• _TASK ITEM_: Show each line of the data below in which "placement" occurs.
■ ■ ■ ■ ■
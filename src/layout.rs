//! Layered (Sugiyama-style) placement of an acyclic node/edge set.
//!
//! The pipeline is the usual one: longest-path ranking, splitting of edges
//! that skip ranks into chains of virtual vertices, barycenter sweeps to
//! reduce crossings, then coordinate assignment along the cross axis with
//! minimum separations. Coordinates are computed for node centers and
//! converted to top-left corners at the end.

use serde::{Deserialize, Serialize};
use std::collections::{HashMap, VecDeque};
use thiserror::Error;
use tracing::debug;

use crate::*;

#[derive(Debug, Clone, PartialEq, Serialize, Deserialize)]
#[serde(default)]
pub struct LayoutConfig {
    pub node_width: f32,
    pub base_height: f32,
    pub line_height: f32,
    pub chars_per_line: usize,
    pub node_separation: f32,
    pub rank_separation: f32,
    /// Spacing reserved around virtual vertices of long edges.
    pub edge_separation: f32,
    pub ordering_passes: usize,
}

impl Default for LayoutConfig {
    fn default() -> Self {
        Self {
            node_width: NODE_WIDTH,
            base_height: NODE_BASE_HEIGHT,
            line_height: NODE_LINE_HEIGHT,
            chars_per_line: NODE_CHARS_PER_LINE,
            node_separation: NODE_SEPARATION,
            rank_separation: RANK_SEPARATION,
            edge_separation: EDGE_SEPARATION,
            ordering_passes: ORDERING_PASSES,
        }
    }
}

#[derive(Debug, Clone, PartialEq, Serialize)]
pub struct Layout {
    pub nodes: Vec<PositionedNode>,
    pub edges: Vec<Edge>,
    pub size: CanvasSize,
}

#[derive(Debug, Error, PartialEq)]
pub enum LayoutError {
    #[error("cannot lay out a cyclic graph (cycle through {})", .path.join(" -> "))]
    Cyclic { path: Vec<String> },
}

/// Estimated rendered height of a node whose label wraps at
/// `chars_per_line` characters. Empty labels still get one line.
pub fn estimate_node_height(label: &str, config: &LayoutConfig) -> f32 {
    let chars = label.chars().count();
    let lines = chars.div_ceil(config.chars_per_line.max(1)).max(1);
    (config.base_height + lines as f32 * config.line_height).max(1.0)
}

/// Lays out `nodes` in ranks following `direction`.
///
/// `edges` must be acyclic with respect to `nodes` (run
/// [`break_cycles`] first). Cyclic input is not rejected; ranks are then
/// assigned on a best-effort basis and the drawing may be degenerate. Use
/// [`try_layout`] to have the precondition checked.
///
/// The returned nodes keep the input order and all of their fields; edges
/// are returned unchanged. Self-loops and edges with unknown endpoints do
/// not influence placement.
pub fn layout(nodes: &[Node], edges: &[Edge], direction: Direction, config: &LayoutConfig) -> Layout {
    if nodes.is_empty() {
        return Layout {
            nodes: Vec::new(),
            edges: edges.to_vec(),
            size: CanvasSize::default(),
        };
    }

    let mut index: HashMap<&str, usize> = HashMap::new();
    for (idx, node) in nodes.iter().enumerate() {
        index.entry(node.id.as_str()).or_insert(idx);
    }

    let links: Vec<(usize, usize)> = edges
        .iter()
        .filter(|edge| !edge.is_self_loop())
        .filter_map(|edge| {
            let from = *index.get(edge.source.as_str())?;
            let to = *index.get(edge.target.as_str())?;
            Some((from, to))
        })
        .collect();

    let sizes: Vec<(f32, f32)> = nodes
        .iter()
        .map(|node| (config.node_width, estimate_node_height(&node.label, config)))
        .collect();

    let ranks = assign_ranks(nodes.len(), &links);
    let graph = LayerGraph::build(&ranks, &links);
    let layers = order_layers(&graph, graph.initial_layers(), config.ordering_passes);

    let horizontal = direction.is_horizontal();
    let (cross_extent, rank_extent): (Vec<f32>, Vec<f32>) = graph
        .real
        .iter()
        .map(|real| match real {
            Some(idx) => {
                let (width, height) = sizes[*idx];
                if horizontal { (height, width) } else { (width, height) }
            }
            None => (0.0, 0.0),
        })
        .unzip();

    let cross = assign_cross_coordinates(&graph, &layers, &cross_extent, config);
    let rank_centers = assign_rank_centers(&layers, &rank_extent, config, direction.is_reversed());

    let centers: Vec<Point> = (0..nodes.len())
        .map(|idx| {
            let along = rank_centers[ranks[idx]];
            if horizontal {
                Point { x: along, y: cross[idx] }
            } else {
                Point { x: cross[idx], y: along }
            }
        })
        .collect();

    let min_x = centers
        .iter()
        .zip(&sizes)
        .map(|(center, (width, _))| center.x - width / 2.0)
        .fold(f32::INFINITY, f32::min);
    let min_y = centers
        .iter()
        .zip(&sizes)
        .map(|(center, (_, height))| center.y - height / 2.0)
        .fold(f32::INFINITY, f32::min);

    let mut size = CanvasSize::default();
    let positioned: Vec<PositionedNode> = nodes
        .iter()
        .zip(centers.iter().zip(&sizes))
        .map(|(node, (center, &(width, height)))| {
            let position = Point {
                x: center.x - width / 2.0 - min_x,
                y: center.y - height / 2.0 - min_y,
            };
            size.width = size.width.max(position.x + width);
            size.height = size.height.max(position.y + height);
            PositionedNode {
                node: node.clone(),
                position,
                width,
                height,
            }
        })
        .collect();

    debug!(
        nodes = nodes.len(),
        edges = links.len(),
        ranks = layers.len(),
        virtual_vertices = graph.len() - nodes.len(),
        direction = %direction,
        "computed layered layout"
    );

    Layout {
        nodes: positioned,
        edges: edges.to_vec(),
        size,
    }
}

/// [`layout`] with the acyclicity precondition checked up front.
pub fn try_layout(
    nodes: &[Node],
    edges: &[Edge],
    direction: Direction,
    config: &LayoutConfig,
) -> Result<Layout, LayoutError> {
    if let Some(path) = find_cycle(nodes, edges) {
        return Err(LayoutError::Cyclic { path });
    }
    Ok(layout(nodes, edges, direction, config))
}

fn assign_ranks(count: usize, links: &[(usize, usize)]) -> Vec<usize> {
    let mut ranks = vec![0_usize; count];
    let mut indegree = vec![0_usize; count];
    let mut outgoing: Vec<Vec<usize>> = vec![Vec::new(); count];

    for &(from, to) in links {
        indegree[to] += 1;
        outgoing[from].push(to);
    }

    let mut queue: VecDeque<usize> = (0..count).filter(|&idx| indegree[idx] == 0).collect();
    let mut visited = vec![false; count];

    while let Some(current) = queue.pop_front() {
        visited[current] = true;
        for &target in &outgoing[current] {
            ranks[target] = ranks[target].max(ranks[current] + 1);
            indegree[target] -= 1;
            if indegree[target] == 0 {
                queue.push_back(target);
            }
        }
    }

    // Only reachable when the acyclicity precondition was violated.
    if visited.iter().any(|seen| !seen) {
        for idx in 0..count {
            if visited[idx] {
                continue;
            }
            ranks[idx] = links
                .iter()
                .filter(|(_, to)| *to == idx)
                .map(|(from, _)| ranks[*from] + 1)
                .max()
                .unwrap_or(0);
        }
    }

    ranks
}

/// Ranked graph in which every edge joins adjacent ranks. Vertices
/// `0..node_count` are the real nodes; the rest are virtual.
struct LayerGraph {
    ranks: Vec<usize>,
    real: Vec<Option<usize>>,
    preds: Vec<Vec<usize>>,
    succs: Vec<Vec<usize>>,
}

impl LayerGraph {
    fn build(ranks: &[usize], links: &[(usize, usize)]) -> Self {
        let mut graph = Self {
            ranks: ranks.to_vec(),
            real: (0..ranks.len()).map(Some).collect(),
            preds: vec![Vec::new(); ranks.len()],
            succs: vec![Vec::new(); ranks.len()],
        };

        for &(from, to) in links {
            if ranks[to] <= ranks[from] {
                continue;
            }
            let mut previous = from;
            for rank in ranks[from] + 1..ranks[to] {
                let vertex = graph.push_virtual(rank);
                graph.connect(previous, vertex);
                previous = vertex;
            }
            graph.connect(previous, to);
        }

        graph
    }

    fn len(&self) -> usize {
        self.ranks.len()
    }

    fn push_virtual(&mut self, rank: usize) -> usize {
        self.ranks.push(rank);
        self.real.push(None);
        self.preds.push(Vec::new());
        self.succs.push(Vec::new());
        self.ranks.len() - 1
    }

    fn connect(&mut self, from: usize, to: usize) {
        self.succs[from].push(to);
        self.preds[to].push(from);
    }

    fn initial_layers(&self) -> Vec<Vec<usize>> {
        let depth = self.ranks.iter().copied().max().unwrap_or(0) + 1;
        let mut layers = vec![Vec::new(); depth];
        for (vertex, &rank) in self.ranks.iter().enumerate() {
            layers[rank].push(vertex);
        }
        layers
    }
}

fn order_layers(graph: &LayerGraph, mut layers: Vec<Vec<usize>>, passes: usize) -> Vec<Vec<usize>> {
    let mut order = vec![0_usize; graph.len()];
    record_order(&layers, &mut order);

    let mut best = layers.clone();
    let mut best_crossings = count_crossings(graph, &layers, &order);

    for pass in 0..passes {
        if best_crossings == 0 {
            break;
        }

        let downward = pass % 2 == 0;
        let sweep: Vec<usize> = if downward {
            (1..layers.len()).collect()
        } else {
            (0..layers.len().saturating_sub(1)).rev().collect()
        };
        let neighbours = if downward { &graph.preds } else { &graph.succs };

        for rank in sweep {
            let mut keyed: Vec<(f32, usize)> = layers[rank]
                .iter()
                .map(|&vertex| {
                    let adjacent = &neighbours[vertex];
                    let barycenter = if adjacent.is_empty() {
                        order[vertex] as f32
                    } else {
                        adjacent.iter().map(|&other| order[other] as f32).sum::<f32>()
                            / adjacent.len() as f32
                    };
                    (barycenter, vertex)
                })
                .collect();
            keyed.sort_by(|a, b| a.0.total_cmp(&b.0));

            layers[rank] = keyed.into_iter().map(|(_, vertex)| vertex).collect();
            for (idx, &vertex) in layers[rank].iter().enumerate() {
                order[vertex] = idx;
            }
        }

        let crossings = count_crossings(graph, &layers, &order);
        if crossings < best_crossings {
            best = layers.clone();
            best_crossings = crossings;
        }
    }

    best
}

fn record_order(layers: &[Vec<usize>], order: &mut [usize]) {
    for layer in layers {
        for (idx, &vertex) in layer.iter().enumerate() {
            order[vertex] = idx;
        }
    }
}

fn count_crossings(graph: &LayerGraph, layers: &[Vec<usize>], order: &[usize]) -> usize {
    let mut total = 0;
    for layer in layers {
        let segments: Vec<(usize, usize)> = layer
            .iter()
            .flat_map(|&vertex| {
                graph.succs[vertex]
                    .iter()
                    .map(move |&target| (order[vertex], order[target]))
            })
            .collect();

        for (idx, &(top_a, bottom_a)) in segments.iter().enumerate() {
            for &(top_b, bottom_b) in &segments[idx + 1..] {
                if (top_a < top_b && bottom_a > bottom_b) || (top_a > top_b && bottom_a < bottom_b) {
                    total += 1;
                }
            }
        }
    }
    total
}

fn assign_cross_coordinates(
    graph: &LayerGraph,
    layers: &[Vec<usize>],
    extent: &[f32],
    config: &LayoutConfig,
) -> Vec<f32> {
    let half_gap = |vertex: usize| {
        if graph.real[vertex].is_some() {
            config.node_separation / 2.0
        } else {
            config.edge_separation / 2.0
        }
    };
    let gap = |a: usize, b: usize| (extent[a] + extent[b]) / 2.0 + half_gap(a) + half_gap(b);

    let mut coords = vec![0.0_f32; graph.len()];

    for layer in layers {
        let mut cursor = 0.0_f32;
        for (idx, &vertex) in layer.iter().enumerate() {
            if idx > 0 {
                cursor += gap(layer[idx - 1], vertex);
            }
            coords[vertex] = cursor;
        }
        let shift = cursor / 2.0;
        for &vertex in layer {
            coords[vertex] -= shift;
        }
    }

    for pass in 0..config.ordering_passes {
        let downward = pass % 2 == 0;
        let neighbours = if downward { &graph.preds } else { &graph.succs };
        let sweep: Vec<usize> = if downward {
            (1..layers.len()).collect()
        } else {
            (0..layers.len().saturating_sub(1)).rev().collect()
        };

        for rank in sweep {
            let layer = &layers[rank];
            let desired: Vec<f32> = layer
                .iter()
                .map(|&vertex| {
                    let adjacent = &neighbours[vertex];
                    if adjacent.is_empty() {
                        coords[vertex]
                    } else {
                        adjacent.iter().map(|&other| coords[other]).sum::<f32>() / adjacent.len() as f32
                    }
                })
                .collect();

            let placed = place_with_separation(layer, &desired, gap);
            for (&vertex, value) in layer.iter().zip(placed) {
                coords[vertex] = value;
            }
        }
    }

    coords
}

/// Moves each vertex as close to its desired coordinate as the minimum gaps
/// allow, averaging a left-anchored and a right-anchored placement.
fn place_with_separation(layer: &[usize], desired: &[f32], gap: impl Fn(usize, usize) -> f32) -> Vec<f32> {
    let count = layer.len();
    if count == 0 {
        return Vec::new();
    }

    let mut forward = desired.to_vec();
    for idx in 1..count {
        forward[idx] = forward[idx].max(forward[idx - 1] + gap(layer[idx - 1], layer[idx]));
    }

    let mut backward = desired.to_vec();
    for idx in (0..count - 1).rev() {
        backward[idx] = backward[idx].min(backward[idx + 1] - gap(layer[idx], layer[idx + 1]));
    }

    forward
        .into_iter()
        .zip(backward)
        .map(|(left, right)| (left + right) / 2.0)
        .collect()
}

fn assign_rank_centers(layers: &[Vec<usize>], extent: &[f32], config: &LayoutConfig, reversed: bool) -> Vec<f32> {
    let thickness: Vec<f32> = layers
        .iter()
        .map(|layer| layer.iter().map(|&vertex| extent[vertex]).fold(0.0, f32::max))
        .collect();

    let mut centers = Vec::with_capacity(layers.len());
    let mut cursor = 0.0_f32;
    for (rank, &span) in thickness.iter().enumerate() {
        if rank > 0 {
            cursor += thickness[rank - 1] / 2.0 + config.rank_separation + span / 2.0;
        } else {
            cursor = span / 2.0;
        }
        centers.push(cursor);
    }

    if reversed {
        let total = cursor + thickness.last().copied().unwrap_or(0.0) / 2.0;
        for center in &mut centers {
            *center = total - *center;
        }
    }

    centers
}
use serde::{Deserialize, Serialize};
use std::collections::{BTreeSet, HashSet};

use crate::*;

/// Filter and collapse selections applied to a [`GraphModel`] before layout.
#[derive(Debug, Clone, Default, PartialEq, Serialize, Deserialize)]
#[serde(default)]
pub struct ViewState {
    pub label_filter: String,
    pub type_filters: BTreeSet<String>,
    pub edge_label_filter: String,
    pub collapsed: BTreeSet<String>,
}

impl ViewState {
    pub fn has_active_filters(&self) -> bool {
        !self.label_filter.trim().is_empty()
            || !self.type_filters.is_empty()
            || !self.edge_label_filter.trim().is_empty()
    }

    pub fn toggle_collapsed(&mut self, id: &str) {
        if !self.collapsed.remove(id) {
            self.collapsed.insert(id.to_string());
        }
    }

    /// Nodes and edges that remain visible, in model order.
    ///
    /// Descendants of collapsed nodes are hidden using the full edge set, so
    /// a node stays hidden even when the edge leading to it was filtered out.
    pub fn apply(&self, model: &GraphModel) -> (Vec<Node>, Vec<Edge>) {
        let filtering = self.has_active_filters();
        let label_filter = self.label_filter.trim().to_lowercase();
        let edge_filter = self.edge_label_filter.trim().to_lowercase();

        let nodes: Vec<&Node> = model
            .nodes
            .iter()
            .filter(|node| {
                (label_filter.is_empty() || node.label.to_lowercase().contains(&label_filter))
                    && (self.type_filters.is_empty() || self.type_filters.contains(&node.kind))
            })
            .collect();
        let visible: HashSet<&str> = nodes.iter().map(|node| node.id.as_str()).collect();

        let edges: Vec<&Edge> = model
            .edges
            .iter()
            .filter(|edge| {
                visible.contains(edge.source.as_str())
                    && visible.contains(edge.target.as_str())
                    && (edge_filter.is_empty()
                        || edge
                            .label
                            .as_deref()
                            .is_some_and(|label| label.to_lowercase().contains(&edge_filter)))
            })
            .collect();

        let nodes: Vec<&Node> = if edge_filter.is_empty() {
            nodes
        } else {
            let touched: HashSet<&str> = edges
                .iter()
                .flat_map(|edge| [edge.source.as_str(), edge.target.as_str()])
                .collect();
            nodes
                .into_iter()
                .filter(|node| touched.contains(node.id.as_str()))
                .collect()
        };

        let hidden: HashSet<String> = self
            .collapsed
            .iter()
            .flat_map(|id| descendants(id, &model.edges))
            .collect();

        let nodes: Vec<Node> = nodes
            .into_iter()
            .filter(|node| !hidden.contains(&node.id))
            .cloned()
            .collect();

        if nodes.is_empty() && (filtering || !self.collapsed.is_empty()) {
            return (Vec::new(), Vec::new());
        }

        let remaining: HashSet<&str> = nodes.iter().map(|node| node.id.as_str()).collect();
        let edges: Vec<Edge> = edges
            .into_iter()
            .filter(|edge| remaining.contains(edge.source.as_str()) && remaining.contains(edge.target.as_str()))
            .cloned()
            .collect();

        (nodes, edges)
    }
}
■ ■ ■ ■ ■
• _SOLVED EXERCISE_:
//! Layered (Sugiyama-style) placement of an acyclic node/edge set.
/// not influence placement.
/// allow, averaging a left-anchored and a right-anchored placement.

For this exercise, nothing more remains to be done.